** Task **
Select every line below containing the word "through".

(Records excerpted from a collection)
//! HidTranslator: turns local desktop input and remote control messages into
//! [`HidCommand`]s on the shared [`CommandQueue`].
//!
//! # Pointer modes
//!
//! - [`PointerMode::None`]: nothing is intercepted; events fall through to the
//!   UI.
//! - [`PointerMode::Absolute`]: the pointer position inside the letterboxed
//!   preview is mapped onto the target's `0..=4095` absolute range.
//! - [`PointerMode::Relative`]: touch-style control. Moves are sent as
//!   deltas, a short tap becomes a left click and a long press (over 500 ms
//!   without dragging) becomes a right click.
//!
//! # Gestures
//!
//! In relative mode the real left-button press is never forwarded, because
//! whether it is a tap, a drag or a long press is only known later. The
//! gesture state machine is:
//!
//! ```text
//! Idle ──press──▶ Pressed ──move > 5──▶ Dragging
//!                    │
//!                    └──poll, > 500 ms──▶ LongPressFired
//!
//! any ──release──▶ Idle   (Pressed on release ⇒ synthesized left click)
//! ```
//!
//! The long-press timer is polled by the orchestrator loop through
//! [`HidTranslator::poll_long_press`], not driven by events.
//!
//! # Threading
//!
//! All methods take `&self`; state lives behind a mutex so the UI thread and
//! the orchestrator worker can share one `Arc<HidTranslator>`.

use std::sync::{Mutex, PoisonError};
use std::time::{Duration, Instant};

use ipkvm_core::protocol::control::parse_commands;
use ipkvm_core::{DisplayMapping, HidCommand, KeyCodeTable, ModifierMask, MouseButtons, Point, Size};
use serde::{Deserialize, Serialize};
use tracing::{debug, info};

use super::command_queue::CommandQueue;

/// Hold time after which an undragged press becomes a right click.
pub const LONG_PRESS_THRESHOLD: Duration = Duration::from_millis(500);

/// Manhattan distance from the press position beyond which a press is a drag.
pub const DRAG_THRESHOLD: i32 = 5;

// ── Event types ───────────────────────────────────────────────────────────────

/// How local pointer events are translated.
#[derive(Debug, Clone, Copy, PartialEq, Eq, Default, Serialize, Deserialize)]
#[serde(rename_all = "lowercase")]
pub enum PointerMode {
    /// Local events are not intercepted.
    #[default]
    None,
    /// Preview position maps to an absolute target position.
    Absolute,
    /// Touch-style relative control with tap and long-press gestures.
    Relative,
}

/// A physical pointer button.
#[derive(Debug, Clone, Copy, PartialEq, Eq)]
pub enum PointerButton {
    Left,
    Right,
    Middle,
}

impl PointerButton {
    pub fn mask(self) -> MouseButtons {
        match self {
            PointerButton::Left => MouseButtons::LEFT,
            PointerButton::Right => MouseButtons::RIGHT,
            PointerButton::Middle => MouseButtons::MIDDLE,
        }
    }
}

/// What happened to the pointer.
#[derive(Debug, Clone, Copy, PartialEq, Eq)]
pub enum PointerEventKind {
    Press(PointerButton),
    Release(PointerButton),
    Move,
    /// Wheel rotation in notches; positive is away from the user.
    Wheel(i32),
}

/// A local pointer event as delivered by the desktop toolkit.
#[derive(Debug, Clone, Copy, PartialEq, Eq)]
pub struct PointerEvent {
    pub kind: PointerEventKind,
    /// Position in preview-widget coordinates.
    pub position: Point,
    /// Position in global screen coordinates.
    pub global_position: Point,
    /// Buttons held once this event has been applied.
    pub buttons: MouseButtons,
    pub timestamp: Instant,
}

impl PointerEvent {
    /// Creates an event stamped with the current time.
    pub fn new(
        kind: PointerEventKind,
        position: Point,
        global_position: Point,
        buttons: MouseButtons,
    ) -> Self {
        Self {
            kind,
            position,
            global_position,
            buttons,
            timestamp: Instant::now(),
        }
    }

    /// Replaces the timestamp.
    pub fn at(mut self, timestamp: Instant) -> Self {
        self.timestamp = timestamp;
        self
    }
}

/// Modifier state as reported by the desktop toolkit.
///
/// The toolkit does not distinguish left from right, so every flag maps to
/// the left-hand bit of the HID modifier mask.
#[derive(Debug, Clone, Copy, PartialEq, Eq, Default)]
pub struct KeyModifiers {
    pub ctrl: bool,
    pub shift: bool,
    pub alt: bool,
    pub meta: bool,
}

impl KeyModifiers {
    pub fn to_mask(self) -> ModifierMask {
        let mut mask = ModifierMask::NONE;
        if self.ctrl {
            mask |= ModifierMask::LEFT_CTRL;
        }
        if self.shift {
            mask |= ModifierMask::LEFT_SHIFT;
        }
        if self.alt {
            mask |= ModifierMask::LEFT_ALT;
        }
        if self.meta {
            mask |= ModifierMask::LEFT_META;
        }
        mask
    }
}

/// A local key press or release.
#[derive(Debug, Clone, Copy, PartialEq, Eq)]
pub struct KeyEvent {
    /// X11 KeySym of the key.
    pub keysym: u32,
    pub pressed: bool,
    pub autorepeat: bool,
    pub modifiers: KeyModifiers,
}

impl KeyEvent {
    pub fn press(keysym: u32, modifiers: KeyModifiers) -> Self {
        Self {
            keysym,
            pressed: true,
            autorepeat: false,
            modifiers,
        }
    }

    pub fn release(keysym: u32, modifiers: KeyModifiers) -> Self {
        Self {
            keysym,
            pressed: false,
            autorepeat: false,
            modifiers,
        }
    }

    /// Marks the event as generated by key autorepeat.
    pub fn repeated(mut self) -> Self {
        self.autorepeat = true;
        self
    }
}

// ── InputSink ─────────────────────────────────────────────────────────────────

/// Receiver of local and remote input events.
///
/// The desktop event source and the network message path call into this
/// directly.
pub trait InputSink: Send + Sync {
    /// Handles a pointer event; returns `true` if it was consumed.
    fn on_pointer_event(&self, event: &PointerEvent) -> bool;

    /// Handles a key event; returns `true` if it was consumed.
    fn on_key_event(&self, event: &KeyEvent) -> bool;

    /// Handles one remote control message; returns the number of commands
    /// queued.
    fn on_network_message(&self, bytes: &[u8]) -> usize;
}

// ── Translator ────────────────────────────────────────────────────────────────

/// Long-press / tap recognition state for relative mode.
#[derive(Debug, Clone, Copy, PartialEq, Eq)]
enum Gesture {
    Idle,
    Pressed { started: Instant, origin: Point },
    Dragging,
    LongPressFired,
}

#[derive(Debug)]
struct TranslatorState {
    mode: PointerMode,
    source: Size,
    widget: Size,
    mapping: Option<DisplayMapping>,
    last_global: Option<Point>,
    gesture: Gesture,
}

/// Produces [`HidCommand`]s from local and network input.
#[derive(Debug)]
pub struct HidTranslator {
    queue: CommandQueue,
    state: Mutex<TranslatorState>,
}

impl HidTranslator {
    /// Creates a translator in [`PointerMode::None`] that pushes to `queue`.
    pub fn new(queue: CommandQueue) -> Self {
        Self {
            queue,
            state: Mutex::new(TranslatorState {
                mode: PointerMode::None,
                source: Size::default(),
                widget: Size::default(),
                mapping: None,
                last_global: None,
                gesture: Gesture::Idle,
            }),
        }
    }

    /// The queue commands are pushed to.
    pub fn queue(&self) -> &CommandQueue {
        &self.queue
    }

    pub fn mode(&self) -> PointerMode {
        self.lock().mode
    }

    /// Switches translation strategy and resets any gesture in progress.
    pub fn set_mode(&self, mode: PointerMode) {
        let mut state = self.lock();
        if state.mode != mode {
            info!("pointer mode {:?} -> {:?}", state.mode, mode);
        }
        state.mode = mode;
        state.gesture = Gesture::Idle;
        state.last_global = None;
    }

    /// Records the capture resolution and preview size and recomputes the
    /// letterbox. If either size is empty the previous mapping is kept.
    pub fn set_source_geometry(&self, source: Size, widget: Size) {
        let mut state = self.lock();
        state.source = source;
        state.widget = widget;
        Self::update_mapping(&mut state);
    }

    /// Records a new capture resolution, keeping the current preview size.
    pub fn set_source_size(&self, source: Size) {
        let mut state = self.lock();
        state.source = source;
        Self::update_mapping(&mut state);
    }

    /// Records a new preview size, keeping the current source size.
    pub fn set_widget_size(&self, widget: Size) {
        let mut state = self.lock();
        state.widget = widget;
        Self::update_mapping(&mut state);
    }

    /// The current letterbox, if one has been computed.
    pub fn display_mapping(&self) -> Option<DisplayMapping> {
        self.lock().mapping
    }

    /// Translates a local pointer event.
    ///
    /// Returns `true` (consumed) whenever a pointer mode is active, even if
    /// the event produced no command.
    pub fn on_pointer_event(&self, event: &PointerEvent) -> bool {
        let mut state = self.lock();
        let commands = match state.mode {
            PointerMode::None => return false,
            PointerMode::Absolute => Self::translate_absolute(&state, event),
            PointerMode::Relative => Self::translate_relative(&mut state, event),
        };
        drop(state);
        self.enqueue(commands);
        true
    }

    /// Translates a local key event.
    ///
    /// Autorepeat events are consumed without producing commands. A press
    /// sends the key's HID code with the held modifiers; a release sends
    /// code `0`. Keys with no mapping send code `0` with the held modifiers.
    pub fn on_key_event(&self, event: &KeyEvent) -> bool {
        if self.mode() == PointerMode::None {
            return false;
        }
        if event.autorepeat {
            return true;
        }

        let mods = event.modifiers.to_mask();
        let cmd = if event.pressed {
            let code = KeyCodeTable::slot_code(event.keysym);
            if code == 0 {
                debug!("keysym 0x{:04X} has no key slot code", event.keysym);
            }
            HidCommand::keyboard(mods, code)
        } else {
            HidCommand::key_release(mods)
        };
        self.enqueue(vec![cmd]);
        true
    }

    /// Parses one remote control message and queues its commands.
    ///
    /// Malformed messages are dropped. Network input is accepted in every
    /// pointer mode.
    pub fn on_network_message(&self, bytes: &[u8]) -> usize {
        self.enqueue(parse_commands(bytes))
    }

    /// Evaluates the long-press timer at `now`.
    ///
    /// Fires at most one right click per press. Returns `true` if it fired.
    pub fn poll_long_press(&self, now: Instant) -> bool {
        let mut state = self.lock();
        if state.mode != PointerMode::Relative {
            return false;
        }
        let Gesture::Pressed { started, .. } = state.gesture else {
            return false;
        };
        if now.saturating_duration_since(started) <= LONG_PRESS_THRESHOLD {
            return false;
        }

        state.gesture = Gesture::LongPressFired;
        drop(state);
        debug!("long press, synthesizing right click");
        self.enqueue(HidCommand::click(MouseButtons::RIGHT).to_vec());
        true
    }

    // ── Internals ─────────────────────────────────────────────────────────────

    fn lock(&self) -> std::sync::MutexGuard<'_, TranslatorState> {
        self.state.lock().unwrap_or_else(PoisonError::into_inner)
    }

    fn update_mapping(state: &mut TranslatorState) {
        match DisplayMapping::compute(state.source, state.widget) {
            Some(mapping) => {
                debug!(
                    "letterbox: source {:?} widget {:?} rect {:?}",
                    state.source,
                    state.widget,
                    mapping.display_rect()
                );
                state.mapping = Some(mapping);
            }
            None => debug!(
                "ignoring empty geometry: source {:?} widget {:?}",
                state.source, state.widget
            ),
        }
    }

    fn translate_absolute(state: &TranslatorState, event: &PointerEvent) -> Vec<HidCommand> {
        let Some((x, y)) = state
            .mapping
            .and_then(|mapping| mapping.map_absolute(event.position))
        else {
            return Vec::new();
        };
        let wheel = match event.kind {
            PointerEventKind::Wheel(steps) => steps,
            _ => 0,
        };
        vec![HidCommand::mouse_absolute(x, y, event.buttons, wheel)]
    }

    fn translate_relative(state: &mut TranslatorState, event: &PointerEvent) -> Vec<HidCommand> {
        match event.kind {
            PointerEventKind::Press(PointerButton::Left) => {
                state.gesture = Gesture::Pressed {
                    started: event.timestamp,
                    origin: event.global_position,
                };
                Vec::new()
            }
            PointerEventKind::Release(PointerButton::Left) => {
                let tapped = matches!(state.gesture, Gesture::Pressed { .. });
                state.gesture = Gesture::Idle;
                if tapped {
                    HidCommand::click(MouseButtons::LEFT).to_vec()
                } else {
                    Vec::new()
                }
            }
            PointerEventKind::Move => {
                let current = event.global_position;
                let last = state.last_global.replace(current).unwrap_or(current);

                if let Gesture::Pressed { origin, .. } = state.gesture {
                    if current.manhattan_distance(origin) > DRAG_THRESHOLD {
                        state.gesture = Gesture::Dragging;
                    }
                }

                vec![HidCommand::mouse_relative(
                    current.x - last.x,
                    current.y - last.y,
                    MouseButtons::NONE,
                    0,
                )]
            }
            PointerEventKind::Wheel(steps) => {
                vec![HidCommand::mouse_relative(0, 0, MouseButtons::NONE, steps)]
            }
            PointerEventKind::Press(_) | PointerEventKind::Release(_) => Vec::new(),
        }
    }

    fn enqueue(&self, commands: Vec<HidCommand>) -> usize {
        let mut queued = 0;
        for cmd in commands {
            if self.queue.push(cmd).is_err() {
                break;
            }
            queued += 1;
        }
        queued
    }
}

impl InputSink for HidTranslator {
    fn on_pointer_event(&self, event: &PointerEvent) -> bool {
        HidTranslator::on_pointer_event(self, event)
    }

    fn on_key_event(&self, event: &KeyEvent) -> bool {
        HidTranslator::on_key_event(self, event)
    }

    fn on_network_message(&self, bytes: &[u8]) -> usize {
        HidTranslator::on_network_message(self, bytes)
    }
}

// ── Tests ─────────────────────────────────────────────────────────────────────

** Result of this task **
//! - [`PointerMode::None`]: nothing is intercepted; events fall through to the
//! The long-press timer is polled by the orchestrator loop through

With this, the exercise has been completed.